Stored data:
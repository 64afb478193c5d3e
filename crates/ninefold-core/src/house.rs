//! Houses: the rows, columns, and boxes of the board.

use crate::Position;

/// A board house (row, column, or 3×3 box).
///
/// A house is a set of nine cells that must contain nine distinct digits.
/// Every position belongs to exactly three houses, one of each kind; see
/// [`House::containing`].
///
/// # Examples
///
/// ```
/// use ninefold_core::{House, Position};
///
/// let row = House::Row { y: 3 };
/// let cells: Vec<Position> = row.positions().collect();
/// assert_eq!(cells.len(), 9);
/// assert!(cells.iter().all(|pos| pos.y() == 3));
/// ```
#[derive(Debug, Clone, Copy, PartialEq, Eq)]
pub enum House {
    /// A row identified by its y coordinate (0-8).
    Row {
        /// Row index (0-8).
        y: u8,
    },
    /// A column identified by its x coordinate (0-8).
    Column {
        /// Column index (0-8).
        x: u8,
    },
    /// A 3×3 box identified by its index (0-8, left to right, top to bottom).
    Box {
        /// Box index (0-8).
        index: u8,
    },
}

impl House {
    /// Array containing all 27 houses in row, column, box order.
    pub const ALL: [Self; 27] = {
        let mut all = [Self::Row { y: 0 }; 27];
        let mut i = 0;
        #[expect(clippy::cast_possible_truncation)]
        while i < 9 {
            all[i] = Self::Row { y: i as u8 };
            all[i + 9] = Self::Column { x: i as u8 };
            all[i + 18] = Self::Box { index: i as u8 };
            i += 1;
        }
        all
    };

    /// Returns the three houses containing `pos`: its row, its column, and
    /// its box, in that order.
    #[must_use]
    pub const fn containing(pos: Position) -> [Self; 3] {
        [
            Self::Row { y: pos.y() },
            Self::Column { x: pos.x() },
            Self::Box {
                index: pos.box_index(),
            },
        ]
    }

    /// Converts a cell index within the house (0-8) into an absolute
    /// [`Position`].
    ///
    /// # Panics
    ///
    /// Panics if `i` is not in the range 0-8.
    #[must_use]
    #[inline]
    pub fn position_from_cell_index(self, i: u8) -> Position {
        assert!(i < 9);
        match self {
            House::Row { y } => Position::new(i, y),
            House::Column { x } => Position::new(x, i),
            House::Box { index } => Position::from_box(index, i),
        }
    }

    /// Returns an iterator over the nine positions contained in this house.
    #[inline]
    pub fn positions(self) -> impl Iterator<Item = Position> + Clone {
        (0..9).map(move |i| self.position_from_cell_index(i))
    }
}

#[cfg(test)]
mod tests {
    use super::*;

    #[test]
    fn test_containing() {
        let pos = Position::new(5, 7);
        assert_eq!(
            House::containing(pos),
            [
                House::Row { y: 7 },
                House::Column { x: 5 },
                House::Box { index: 7 },
            ]
        );
    }

    #[test]
    fn test_every_house_contains_its_positions() {
        for house in House::ALL {
            for pos in house.positions() {
                assert!(House::containing(pos).contains(&house));
            }
        }
    }

    #[test]
    fn test_box_positions() {
        let cells: Vec<Position> = House::Box { index: 4 }.positions().collect();
        assert_eq!(cells.first(), Some(&Position::new(3, 3)));
        assert_eq!(cells.last(), Some(&Position::new(5, 5)));
        assert!(cells.iter().all(|pos| pos.box_index() == 4));
    }
}
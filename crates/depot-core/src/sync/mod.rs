//! Sync engine: full-sync orchestrator, notification router and retry queue.

mod detached;
mod engine;
mod failed_queue;
mod locks;
mod orchestrator;
mod role_filter;
mod router;
mod state;
mod status;
mod store;

#[cfg(test)]
mod test_support;

pub use detached::spawn_detached;
pub use engine::SyncEngine;
pub use failed_queue::{DrainReport, FailedSyncQueue};
pub use locks::TableLocks;
pub use orchestrator::{StopHandle, SyncOrchestrator, SyncSession};
pub use role_filter::{PlannedTable, allowed_tables, sync_plan};
pub use router::{BroadcastAction, DispatchReport, NotificationRouter, RefreshOrigin, RefreshOutcome};
pub use state::{SyncState, TableCursor};
pub use status::{SyncFailure, SyncProgress, SyncReport, SyncStatus, TableSyncReport};
pub use store::{FailedSyncStore, LocalStore, SyncTimeLedger};
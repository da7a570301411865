//! Scripted collaborators for engine tests.

use std::collections::{HashMap, HashSet};
use std::sync::Mutex;

use async_trait::async_trait;
use serde_json::json;
use tokio::sync::watch;

use super::orchestrator::StopHandle;
use super::store::LocalStore;
use crate::catalog::TableDescriptor;
use crate::error::{Error, Result};
use crate::fetch::{BatchFetcher, FetchMode, FullPageRequest, Page};
use crate::models::{Record, TableId};
use crate::services::DatabaseService;

/// `count` records with ids `1..=count`.
pub fn rows(count: usize) -> Vec<Record> {
    (1..=count)
        .map(|id| Record::from_value(json!({"id": id, "name": format!("row {id}")})).unwrap())
        .collect()
}

#[derive(Debug, Clone, Copy, PartialEq, Eq, Hash)]
enum FailPoint {
    Page(TableId, u32),
    Single(TableId, i64),
}

/// In-memory download API with call recording and failure injection.
pub struct ScriptedFetcher {
    data: Mutex<HashMap<TableId, Vec<Record>>>,
    update_dates: Mutex<HashMap<TableId, String>>,
    failures: Mutex<HashSet<FailPoint>>,
    calls: Mutex<Vec<(TableId, FetchMode, usize)>>,
    stop_after: Mutex<Option<(usize, StopHandle)>>,
    gate: watch::Sender<bool>,
}

impl ScriptedFetcher {
    pub fn new() -> Self {
        let (gate, _) = watch::channel(true);
        Self {
            data: Mutex::default(),
            update_dates: Mutex::default(),
            failures: Mutex::default(),
            calls: Mutex::default(),
            stop_after: Mutex::default(),
            gate,
        }
    }

    pub fn set_rows(&self, table: TableId, records: Vec<Record>) {
        self.data.lock().unwrap().insert(table, records);
    }

    pub fn upsert_row(&self, table: TableId, record: Record) {
        let id = record.server_id().unwrap();
        let mut data = self.data.lock().unwrap();
        let rows = data.entry(table).or_default();
        rows.retain(|row| row.server_id().unwrap() != id);
        rows.push(record);
    }

    pub fn set_update_date(&self, table: TableId, update_date: &str) {
        self.update_dates
            .lock()
            .unwrap()
            .insert(table, update_date.to_string());
    }

    pub fn fail_full_page(&self, table: TableId, part_no: u32) {
        self.failures
            .lock()
            .unwrap()
            .insert(FailPoint::Page(table, part_no));
    }

    pub fn fail_single(&self, table: TableId, id: i64) {
        self.failures
            .lock()
            .unwrap()
            .insert(FailPoint::Single(table, id));
    }

    pub fn heal_single(&self, table: TableId, id: i64) {
        self.failures
            .lock()
            .unwrap()
            .remove(&FailPoint::Single(table, id));
    }

    /// Request a stop from inside the `count`-th fetch, once.
    pub fn stop_after(&self, count: usize, handle: StopHandle) {
        *self.stop_after.lock().unwrap() = Some((count, handle));
    }

    /// Block every fetch until [`Self::open_gate`].
    pub fn close_gate(&self) {
        self.gate.send_replace(false);
    }

    pub fn open_gate(&self) {
        self.gate.send_replace(true);
    }

    pub fn clear_calls(&self) {
        self.calls.lock().unwrap().clear();
    }

    /// Full-page requests in issue order.
    pub fn full_calls(&self) -> Vec<(TableId, FullPageRequest)> {
        self.calls
            .lock()
            .unwrap()
            .iter()
            .filter_map(|(table, mode, _)| match mode {
                FetchMode::Full(request) => Some((*table, request.clone())),
                FetchMode::Single { .. } => None,
            })
            .collect()
    }

    pub fn full_parts(&self, table: TableId) -> Vec<u32> {
        self.full_calls()
            .into_iter()
            .filter(|(called, _)| *called == table)
            .map(|(_, request)| request.part_no)
            .collect()
    }

    /// Number of records returned by each full page of `table`.
    pub fn page_sizes(&self, table: TableId) -> Vec<usize> {
        self.calls
            .lock()
            .unwrap()
            .iter()
            .filter(|(called, mode, _)| *called == table && matches!(mode, FetchMode::Full(_)))
            .map(|(_, _, size)| *size)
            .collect()
    }

    pub fn single_calls(&self) -> Vec<(TableId, i64)> {
        self.calls
            .lock()
            .unwrap()
            .iter()
            .filter_map(|(table, mode, _)| match mode {
                FetchMode::Single { id } => Some((*table, *id)),
                FetchMode::Full(_) => None,
            })
            .collect()
    }

    fn respond(&self, table: TableId, mode: &FetchMode) -> Result<Page> {
        let failure = match mode {
            FetchMode::Full(request) => FailPoint::Page(table, request.part_no),
            FetchMode::Single { id } => FailPoint::Single(table, *id),
        };
        if self.failures.lock().unwrap().contains(&failure) {
            return Err(Error::Network(format!("injected failure for {table}")));
        }

        let data = self.data.lock().unwrap();
        let rows = data.get(&table).map(Vec::as_slice).unwrap_or_default();
        let records = match mode {
            FetchMode::Full(request) => {
                let limit = request.limit as usize;
                let start = request.part_no as usize * limit;
                rows.iter().skip(start).take(limit).cloned().collect()
            }
            FetchMode::Single { id } => rows
                .iter()
                .filter(|row| row.server_id().ok() == Some(*id))
                .cloned()
                .collect(),
        };

        Ok(Page {
            records,
            server_update_date: self.update_dates.lock().unwrap().get(&table).cloned(),
        })
    }
}

#[async_trait]
impl BatchFetcher for ScriptedFetcher {
    async fn fetch(&self, table: &TableDescriptor, mode: &FetchMode) -> Result<Page> {
        let mut gate = self.gate.subscribe();
        gate.wait_for(|open| *open).await.unwrap();

        let result = self.respond(table.table_id, mode);
        let size = result.as_ref().map_or(0, |page| page.records.len());
        let count = {
            let mut calls = self.calls.lock().unwrap();
            calls.push((table.table_id, mode.clone(), size));
            calls.len()
        };

        let mut stop_after = self.stop_after.lock().unwrap();
        if stop_after.as_ref().is_some_and(|(limit, _)| count >= *limit) {
            if let Some((_, handle)) = stop_after.take() {
                handle.request_stop();
            }
        }
        drop(stop_after);

        result
    }
}

/// Local store that can be told to fail writes for one table.
pub struct FlakyStore {
    inner: DatabaseService,
    failing: Mutex<Option<TableId>>,
}

impl FlakyStore {
    pub fn new(inner: DatabaseService) -> Self {
        Self {
            inner,
            failing: Mutex::new(None),
        }
    }

    pub fn fail_table(&self, table: TableId) {
        *self.failing.lock().unwrap() = Some(table);
    }
}

#[async_trait]
impl LocalStore for FlakyStore {
    async fn upsert_many(&self, table: &TableDescriptor, records: &[Record]) -> Result<usize> {
        let failing = *self.failing.lock().unwrap();
        if failing == Some(table.table_id) {
            return Err(Error::Database(format!("disk full writing {}", table.name())));
        }
        self.inner.upsert_many(table, records).await
    }
}
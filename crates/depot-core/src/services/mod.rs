//! Shared services used by every front end.

mod database;

pub use database::DatabaseService;
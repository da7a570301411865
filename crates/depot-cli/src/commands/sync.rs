use std::path::Path;

use depot_core::UserType;
use depot_core::sync::{SyncProgress, SyncStatus};
use tokio::sync::watch;

use crate::commands::common::{
    format_drain_lines, format_sync_report_lines, load_config, open_engine, resolve_session,
};
use crate::error::CliError;

pub async fn run_sync(
    user_type: Option<UserType>,
    user_id: Option<i64>,
    db_path: &Path,
) -> Result<(), CliError> {
    let config = load_config()?;
    let session = resolve_session(user_type, user_id, &config)?;
    let engine = open_engine(&config, db_path).await?;

    let drained = engine.on_app_start().await?;
    if drained.attempted > 0 {
        for line in format_drain_lines(&drained) {
            println!("{line}");
        }
    }

    let printer = tokio::spawn(print_progress(engine.orchestrator().subscribe()));
    let stop = engine.orchestrator().stop_handle();
    let interrupt = tokio::spawn(async move {
        if tokio::signal::ctrl_c().await.is_ok() {
            eprintln!("Stopping after the current page...");
            stop.request_stop();
        }
    });

    let result = engine.start_sync(session).await;
    interrupt.abort();
    printer.abort();
    let report = result?;

    for line in format_sync_report_lines(&report) {
        println!("{line}");
    }

    match (report.status, report.failure) {
        (SyncStatus::Errored, Some(failure)) => Err(CliError::SyncFailed(failure.to_string())),
        (SyncStatus::Errored, None) => Err(CliError::SyncFailed("unknown error".to_string())),
        _ => Ok(()),
    }
}

async fn print_progress(mut progress: watch::Receiver<SyncProgress>) {
    let mut last_table = None;
    while progress.changed().await.is_ok() {
        let snapshot = progress.borrow_and_update().clone();
        if snapshot.current_table.is_none() || snapshot.current_table == last_table {
            continue;
        }
        last_table = snapshot.current_table;
        if let Some(table) = snapshot.current_table {
            eprintln!(
                "[{}/{}] syncing {table}",
                snapshot.completed_tables + 1,
                snapshot.total_tables
            );
        }
    }
}
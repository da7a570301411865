//! Failed single-record refresh queue repository

use crate::error::Result;
use crate::models::{FailedSyncEntry, TableId};
use crate::util::unix_timestamp_millis;
use libsql::{Connection, Row, Value};

/// Trait for the durable retry queue (async)
#[allow(async_fn_in_trait)]
pub trait FailedSyncRepository {
    /// Queue a failed refresh. Returns `None` when the entity is already queued.
    async fn insert(&self, table_id: TableId, data_id: i64) -> Result<Option<FailedSyncEntry>>;

    /// All queued entries, oldest first
    async fn list(&self) -> Result<Vec<FailedSyncEntry>>;

    /// Remove one entry by queue id
    async fn delete(&self, id: i64) -> Result<bool>;

    /// Remove every entry for an entity
    async fn delete_matching(&self, table_id: TableId, data_id: i64) -> Result<u64>;

    /// Bump the attempt counter and remember the latest error
    async fn record_failure(&self, id: i64, error: &str) -> Result<()>;
}

/// libSQL implementation of `FailedSyncRepository`
pub struct LibSqlFailedSyncRepository<'a> {
    conn: &'a Connection,
}

impl<'a> LibSqlFailedSyncRepository<'a> {
    /// Create a new repository with the given connection
    pub const fn new(conn: &'a Connection) -> Self {
        Self { conn }
    }

    async fn count(&self) -> Result<i64> {
        let mut rows = self
            .conn
            .query("SELECT COUNT(*) FROM failed_sync", ())
            .await?;
        match rows.next().await? {
            Some(row) => Ok(row.get(0)?),
            None => Ok(0),
        }
    }
}

impl FailedSyncRepository for LibSqlFailedSyncRepository<'_> {
    async fn insert(&self, table_id: TableId, data_id: i64) -> Result<Option<FailedSyncEntry>> {
        let created_at = unix_timestamp_millis();
        let inserted = self
            .conn
            .execute(
                "INSERT OR IGNORE INTO failed_sync (table_id, data_id, created_at, attempts)
                 VALUES (?, ?, ?, 1)",
                [i64::from(table_id), data_id, created_at],
            )
            .await?;

        if inserted == 0 {
            return Ok(None);
        }

        Ok(Some(FailedSyncEntry {
            id: self.conn.last_insert_rowid(),
            table_id,
            data_id,
            created_at,
            attempts: 1,
            last_error: None,
        }))
    }

    async fn list(&self) -> Result<Vec<FailedSyncEntry>> {
        let mut rows = self
            .conn
            .query(
                "SELECT id, table_id, data_id, created_at, attempts, last_error
                 FROM failed_sync ORDER BY id",
                (),
            )
            .await?;

        let mut entries = Vec::new();
        while let Some(row) = rows.next().await? {
            match parse_entry(&row) {
                Ok(entry) => entries.push(entry),
                Err(error) => tracing::warn!("Skipping unreadable failed_sync row: {error}"),
            }
        }
        Ok(entries)
    }

    async fn delete(&self, id: i64) -> Result<bool> {
        let deleted = self
            .conn
            .execute("DELETE FROM failed_sync WHERE id = ?", [id])
            .await?;
        Ok(deleted > 0)
    }

    async fn delete_matching(&self, table_id: TableId, data_id: i64) -> Result<u64> {
        let deleted = self
            .conn
            .execute(
                "DELETE FROM failed_sync WHERE table_id = ? AND data_id = ?",
                [i64::from(table_id), data_id],
            )
            .await?;
        if deleted > 0 {
            tracing::debug!(
                "Cleared {deleted} queued refresh(es) for {table_id}#{data_id}; {} left",
                self.count().await?
            );
        }
        Ok(deleted)
    }

    async fn record_failure(&self, id: i64, error: &str) -> Result<()> {
        self.conn
            .execute(
                "UPDATE failed_sync SET attempts = attempts + 1, last_error = ? WHERE id = ?",
                libsql::params![error, id],
            )
            .await?;
        Ok(())
    }
}

fn parse_entry(row: &Row) -> Result<FailedSyncEntry> {
    let table_id = TableId::try_from(row.get::<i64>(1)?)?;
    let last_error = match row.get_value(5)? {
        Value::Text(text) => Some(text),
        _ => None,
    };

    Ok(FailedSyncEntry {
        id: row.get(0)?,
        table_id,
        data_id: row.get(2)?,
        created_at: row.get(3)?,
        attempts: row.get(4)?,
        last_error,
    })
}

◆ **Action item**
Output only the number of lines above holding "tracing".

◆ **Result for this exercise**
2